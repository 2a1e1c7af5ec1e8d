//! Recurring color game engine: minute-aligned betting rounds with
//! deterministic period ids, scheduled outcome overrides, atomic bet
//! settlement and an HTTP/WebSocket surface.

pub mod api;
pub mod config;
pub mod engine;
pub mod errors;
pub mod outcome;
pub mod period;
pub mod service;
pub mod store;
pub mod types;

pub use config::GameConfig;
pub use engine::{EventBus, GameEvent, GameScheduler, RoundManager, SettlementEngine};
pub use errors::{GameError, GameResult, StoreError};
pub use outcome::OutcomeResolver;
pub use period::Period;
pub use service::GameService;
pub use store::{MemoryStore, RocksStore, Store};
pub use types::{Bet, BetSelection, Color, Round, RoundOutcome, Size, UserAccount};
//! Core domain types for the color game.
//!
//! Rounds, bets, user accounts and scheduled outcomes as they are persisted
//! and served over the API.

use chrono::{DateTime, Utc};
use serde::{Deserialize, Serialize};
use std::fmt;
use uuid::Uuid;

use crate::period::Period;

/// Color partition of the 0-9 outcome space.
#[derive(Debug, Clone, Copy, PartialEq, Eq, Hash, Serialize, Deserialize)]
#[serde(rename_all = "lowercase")]
pub enum Color {
    Green,
    Red,
    Violet,
}

impl fmt::Display for Color {
    fn fmt(&self, f: &mut fmt::Formatter<'_>) -> fmt::Result {
        match self {
            Color::Green => write!(f, "green"),
            Color::Red => write!(f, "red"),
            Color::Violet => write!(f, "violet"),
        }
    }
}

/// Size partition of the 0-9 outcome space: 5-9 are big, 0-4 small.
#[derive(Debug, Clone, Copy, PartialEq, Eq, Hash, Serialize, Deserialize)]
#[serde(rename_all = "lowercase")]
pub enum Size {
    Small,
    Big,
}

impl fmt::Display for Size {
    fn fmt(&self, f: &mut fmt::Formatter<'_>) -> fmt::Result {
        match self {
            Size::Small => write!(f, "small"),
            Size::Big => write!(f, "big"),
        }
    }
}

/// What a bet is staked on.
///
/// Wire format keeps the `bet_type` / `bet_value` field pair, e.g.
/// `{"bet_type": "color", "bet_value": "red"}` or
/// `{"bet_type": "number", "bet_value": 7}`.
#[derive(Debug, Clone, Copy, PartialEq, Serialize, Deserialize)]
#[serde(tag = "bet_type", content = "bet_value", rename_all = "lowercase")]
pub enum BetSelection {
    Color(Color),
    Number(u8),
    Size(Size),
}

impl BetSelection {
    /// A number selection must land inside the 0-9 outcome space.
    pub fn is_valid(&self) -> bool {
        match self {
            BetSelection::Number(n) => *n <= 9,
            _ => true,
        }
    }
}

impl fmt::Display for BetSelection {
    fn fmt(&self, f: &mut fmt::Formatter<'_>) -> fmt::Result {
        match self {
            BetSelection::Color(c) => write!(f, "color:{}", c),
            BetSelection::Number(n) => write!(f, "number:{}", n),
            BetSelection::Size(s) => write!(f, "size:{}", s),
        }
    }
}

/// Resolved result of a round.
#[derive(Debug, Clone, Copy, PartialEq, Serialize, Deserialize)]
pub struct RoundOutcome {
    pub number: u8,
    pub color: Color,
    pub size: Size,
}

/// Derived round state. `Resolving` covers the window after the round's end
/// time but before settlement has completed.
#[derive(Debug, Clone, Copy, PartialEq, Eq, Serialize, Deserialize)]
#[serde(rename_all = "lowercase")]
pub enum RoundStatus {
    Open,
    Resolving,
    Completed,
}

/// One betting round.
#[derive(Debug, Clone, PartialEq, Serialize, Deserialize)]
pub struct Round {
    pub period: Period,
    pub start_time: DateTime<Utc>,
    pub end_time: DateTime<Utc>,
    /// `None` until the round is resolved; written together with
    /// `is_completed` in a single update.
    pub outcome: Option<RoundOutcome>,
    pub is_completed: bool,
}

impl Round {
    /// A freshly opened round with no outcome yet.
    pub fn open(period: Period, start_time: DateTime<Utc>, end_time: DateTime<Utc>) -> Self {
        Self {
            period,
            start_time,
            end_time,
            outcome: None,
            is_completed: false,
        }
    }

    pub fn status(&self, now: DateTime<Utc>) -> RoundStatus {
        if self.is_completed {
            RoundStatus::Completed
        } else if now < self.end_time {
            RoundStatus::Open
        } else {
            RoundStatus::Resolving
        }
    }

    /// Bets are accepted strictly before the end time of an uncompleted round.
    pub fn accepts_bets(&self, now: DateTime<Utc>) -> bool {
        !self.is_completed && now < self.end_time
    }

    pub fn seconds_remaining(&self, now: DateTime<Utc>) -> i64 {
        (self.end_time - now).num_seconds().max(0)
    }
}

/// Projected window of a future round.
#[derive(Debug, Clone, PartialEq, Serialize, Deserialize)]
pub struct UpcomingRound {
    pub period: Period,
    pub start_time: DateTime<Utc>,
    pub end_time: DateTime<Utc>,
}

/// A user's stake on one round.
#[derive(Debug, Clone, PartialEq, Serialize, Deserialize)]
pub struct Bet {
    pub id: Uuid,
    pub user_id: String,
    pub period: Period,
    pub selection: BetSelection,
    pub amount: f64,
    pub multiplier: f64,
    pub placed_at: DateTime<Utc>,
    /// Settlement verdict, written exactly once when the round resolves.
    pub result: Option<BetResult>,
}

/// Outcome of settling a single bet.
#[derive(Debug, Clone, PartialEq, Serialize, Deserialize)]
pub struct BetResult {
    pub won: bool,
    pub payout: f64,
    pub settled_at: DateTime<Utc>,
}

/// Player account. The balance only moves through the store's atomic
/// debit/credit operations.
#[derive(Debug, Clone, PartialEq, Serialize, Deserialize)]
pub struct UserAccount {
    pub id: String,
    pub name: String,
    pub balance: f64,
}

/// Lifecycle state of a scheduled outcome.
#[derive(Debug, Clone, Copy, PartialEq, Eq, Serialize, Deserialize)]
#[serde(rename_all = "lowercase")]
pub enum OverrideStatus {
    Scheduled,
    Active,
    Completed,
    Cancelled,
}

/// Operator-scheduled outcome. While its window contains the resolution time
/// and its status is scheduled or active, it forces the winning number.
#[derive(Debug, Clone, PartialEq, Serialize, Deserialize)]
pub struct ScheduledOutcome {
    pub id: Uuid,
    pub number: u8,
    pub start_time: DateTime<Utc>,
    pub end_time: DateTime<Utc>,
    pub status: OverrideStatus,
}

impl ScheduledOutcome {
    /// Whether this override applies at `now`.
    pub fn applies_at(&self, now: DateTime<Utc>) -> bool {
        matches!(self.status, OverrideStatus::Scheduled | OverrideStatus::Active)
            && self.start_time <= now
            && now < self.end_time
    }
}

/// Per-user settlement history row, appended once per settled bet.
#[derive(Debug, Clone, PartialEq, Serialize, Deserialize)]
pub struct HistoryRecord {
    pub user_id: String,
    pub bet_id: Uuid,
    pub period: Period,
    pub selection: BetSelection,
    pub amount: f64,
    pub won: bool,
    pub payout: f64,
    pub settled_at: DateTime<Utc>,
}

impl HistoryRecord {
    /// Builds the history row for a bet that carries a settlement result.
    pub fn from_settled(bet: &Bet, result: &BetResult) -> Self {
        Self {
            user_id: bet.user_id.clone(),
            bet_id: bet.id,
            period: bet.period.clone(),
            selection: bet.selection,
            amount: bet.amount,
            won: result.won,
            payout: result.payout,
            settled_at: result.settled_at,
        }
    }
}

..............................

— THE TASK —
Return the records given above in their entirety, word for word.

— SOLUTION FOR THIS TASK —
repository 2a1e1c7af5ec1e8d
//! Recurring color game engine: minute-aligned betting rounds with
//! deterministic period ids, scheduled outcome overrides, atomic bet
//! settlement and an HTTP/WebSocket surface.

pub mod api;
pub mod config;
pub mod engine;
pub mod errors;
pub mod outcome;
pub mod period;
pub mod service;
pub mod store;
pub mod types;

pub use config::GameConfig;
pub use engine::{EventBus, GameEvent, GameScheduler, RoundManager, SettlementEngine};
pub use errors::{GameError, GameResult, StoreError};
pub use outcome::OutcomeResolver;
pub use period::Period;
pub use service::GameService;
pub use store::{MemoryStore, RocksStore, Store};
pub use types::{Bet, BetSelection, Color, Round, RoundOutcome, Size, UserAccount};
//! Core domain types for the color game.
//!
//! Rounds, bets, user accounts and scheduled outcomes as they are persisted
//! and served over the API.

use chrono::{DateTime, Utc};
use serde::{Deserialize, Serialize};
use std::fmt;
use uuid::Uuid;

use crate::period::Period;

/// Color partition of the 0-9 outcome space.
#[derive(Debug, Clone, Copy, PartialEq, Eq, Hash, Serialize, Deserialize)]
#[serde(rename_all = "lowercase")]
pub enum Color {
    Green,
    Red,
    Violet,
}

impl fmt::Display for Color {
    fn fmt(&self, f: &mut fmt::Formatter<'_>) -> fmt::Result {
        match self {
            Color::Green => write!(f, "green"),
            Color::Red => write!(f, "red"),
            Color::Violet => write!(f, "violet"),
        }
    }
}

/// Size partition of the 0-9 outcome space: 5-9 are big, 0-4 small.
#[derive(Debug, Clone, Copy, PartialEq, Eq, Hash, Serialize, Deserialize)]
#[serde(rename_all = "lowercase")]
pub enum Size {
    Small,
    Big,
}

impl fmt::Display for Size {
    fn fmt(&self, f: &mut fmt::Formatter<'_>) -> fmt::Result {
        match self {
            Size::Small => write!(f, "small"),
            Size::Big => write!(f, "big"),
        }
    }
}

/// What a bet is staked on.
///
/// Wire format keeps the `bet_type` / `bet_value` field pair, e.g.
/// `{"bet_type": "color", "bet_value": "red"}` or
/// `{"bet_type": "number", "bet_value": 7}`.
#[derive(Debug, Clone, Copy, PartialEq, Serialize, Deserialize)]
#[serde(tag = "bet_type", content = "bet_value", rename_all = "lowercase")]
pub enum BetSelection {
    Color(Color),
    Number(u8),
    Size(Size),
}

impl BetSelection {
    /// A number selection must land inside the 0-9 outcome space.
    pub fn is_valid(&self) -> bool {
        match self {
            BetSelection::Number(n) => *n <= 9,
            _ => true,
        }
    }
}

impl fmt::Display for BetSelection {
    fn fmt(&self, f: &mut fmt::Formatter<'_>) -> fmt::Result {
        match self {
            BetSelection::Color(c) => write!(f, "color:{}", c),
            BetSelection::Number(n) => write!(f, "number:{}", n),
            BetSelection::Size(s) => write!(f, "size:{}", s),
        }
    }
}

/// Resolved result of a round.
#[derive(Debug, Clone, Copy, PartialEq, Serialize, Deserialize)]
pub struct RoundOutcome {
    pub number: u8,
    pub color: Color,
    pub size: Size,
}

/// Derived round state. `Resolving` covers the window after the round's end
/// time but before settlement has completed.
#[derive(Debug, Clone, Copy, PartialEq, Eq, Serialize, Deserialize)]
#[serde(rename_all = "lowercase")]
pub enum RoundStatus {
    Open,
    Resolving,
    Completed,
}

/// One betting round.
#[derive(Debug, Clone, PartialEq, Serialize, Deserialize)]
pub struct Round {
    pub period: Period,
    pub start_time: DateTime<Utc>,
    pub end_time: DateTime<Utc>,
    /// `None` until the round is resolved; written together with
    /// `is_completed` in a single update.
    pub outcome: Option<RoundOutcome>,
    pub is_completed: bool,
}

impl Round {
    /// A freshly opened round with no outcome yet.
    pub fn open(period: Period, start_time: DateTime<Utc>, end_time: DateTime<Utc>) -> Self {
        Self {
            period,
            start_time,
            end_time,
            outcome: None,
            is_completed: false,
        }
    }

    pub fn status(&self, now: DateTime<Utc>) -> RoundStatus {
        if self.is_completed {
            RoundStatus::Completed
        } else if now < self.end_time {
            RoundStatus::Open
        } else {
            RoundStatus::Resolving
        }
    }

    /// Bets are accepted strictly before the end time of an uncompleted round.
    pub fn accepts_bets(&self, now: DateTime<Utc>) -> bool {
        !self.is_completed && now < self.end_time
    }

    pub fn seconds_remaining(&self, now: DateTime<Utc>) -> i64 {
        (self.end_time - now).num_seconds().max(0)
    }
}

/// Projected window of a future round.
#[derive(Debug, Clone, PartialEq, Serialize, Deserialize)]
pub struct UpcomingRound {
    pub period: Period,
    pub start_time: DateTime<Utc>,
    pub end_time: DateTime<Utc>,
}

/// A user's stake on one round.
#[derive(Debug, Clone, PartialEq, Serialize, Deserialize)]
pub struct Bet {
    pub id: Uuid,
    pub user_id: String,
    pub period: Period,
    pub selection: BetSelection,
    pub amount: f64,
    pub multiplier: f64,
    pub placed_at: DateTime<Utc>,
    /// Settlement verdict, written exactly once when the round resolves.
    pub result: Option<BetResult>,
}

/// Outcome of settling a single bet.
#[derive(Debug, Clone, PartialEq, Serialize, Deserialize)]
pub struct BetResult {
    pub won: bool,
    pub payout: f64,
    pub settled_at: DateTime<Utc>,
}

/// Player account. The balance only moves through the store's atomic
/// debit/credit operations.
#[derive(Debug, Clone, PartialEq, Serialize, Deserialize)]
pub struct UserAccount {
    pub id: String,
    pub name: String,
    pub balance: f64,
}

/// Lifecycle state of a scheduled outcome.
#[derive(Debug, Clone, Copy, PartialEq, Eq, Serialize, Deserialize)]
#[serde(rename_all = "lowercase")]
pub enum OverrideStatus {
    Scheduled,
    Active,
    Completed,
    Cancelled,
}

/// Operator-scheduled outcome. While its window contains the resolution time
/// and its status is scheduled or active, it forces the winning number.
#[derive(Debug, Clone, PartialEq, Serialize, Deserialize)]
pub struct ScheduledOutcome {
    pub id: Uuid,
    pub number: u8,
    pub start_time: DateTime<Utc>,
    pub end_time: DateTime<Utc>,
    pub status: OverrideStatus,
}

impl ScheduledOutcome {
    /// Whether this override applies at `now`.
    pub fn applies_at(&self, now: DateTime<Utc>) -> bool {
        matches!(self.status, OverrideStatus::Scheduled | OverrideStatus::Active)
            && self.start_time <= now
            && now < self.end_time
    }
}

/// Per-user settlement history row, appended once per settled bet.
#[derive(Debug, Clone, PartialEq, Serialize, Deserialize)]
pub struct HistoryRecord {
    pub user_id: String,
    pub bet_id: Uuid,
    pub period: Period,
    pub selection: BetSelection,
    pub amount: f64,
    pub won: bool,
    pub payout: f64,
    pub settled_at: DateTime<Utc>,
}

impl HistoryRecord {
    /// Builds the history row for a bet that carries a settlement result.
    pub fn from_settled(bet: &Bet, result: &BetResult) -> Self {
        Self {
            user_id: bet.user_id.clone(),
            bet_id: bet.id,
            period: bet.period.clone(),
            selection: bet.selection,
            amount: bet.amount,
            won: result.won,
            payout: result.payout,
            settled_at: result.settled_at,
        }
    }
}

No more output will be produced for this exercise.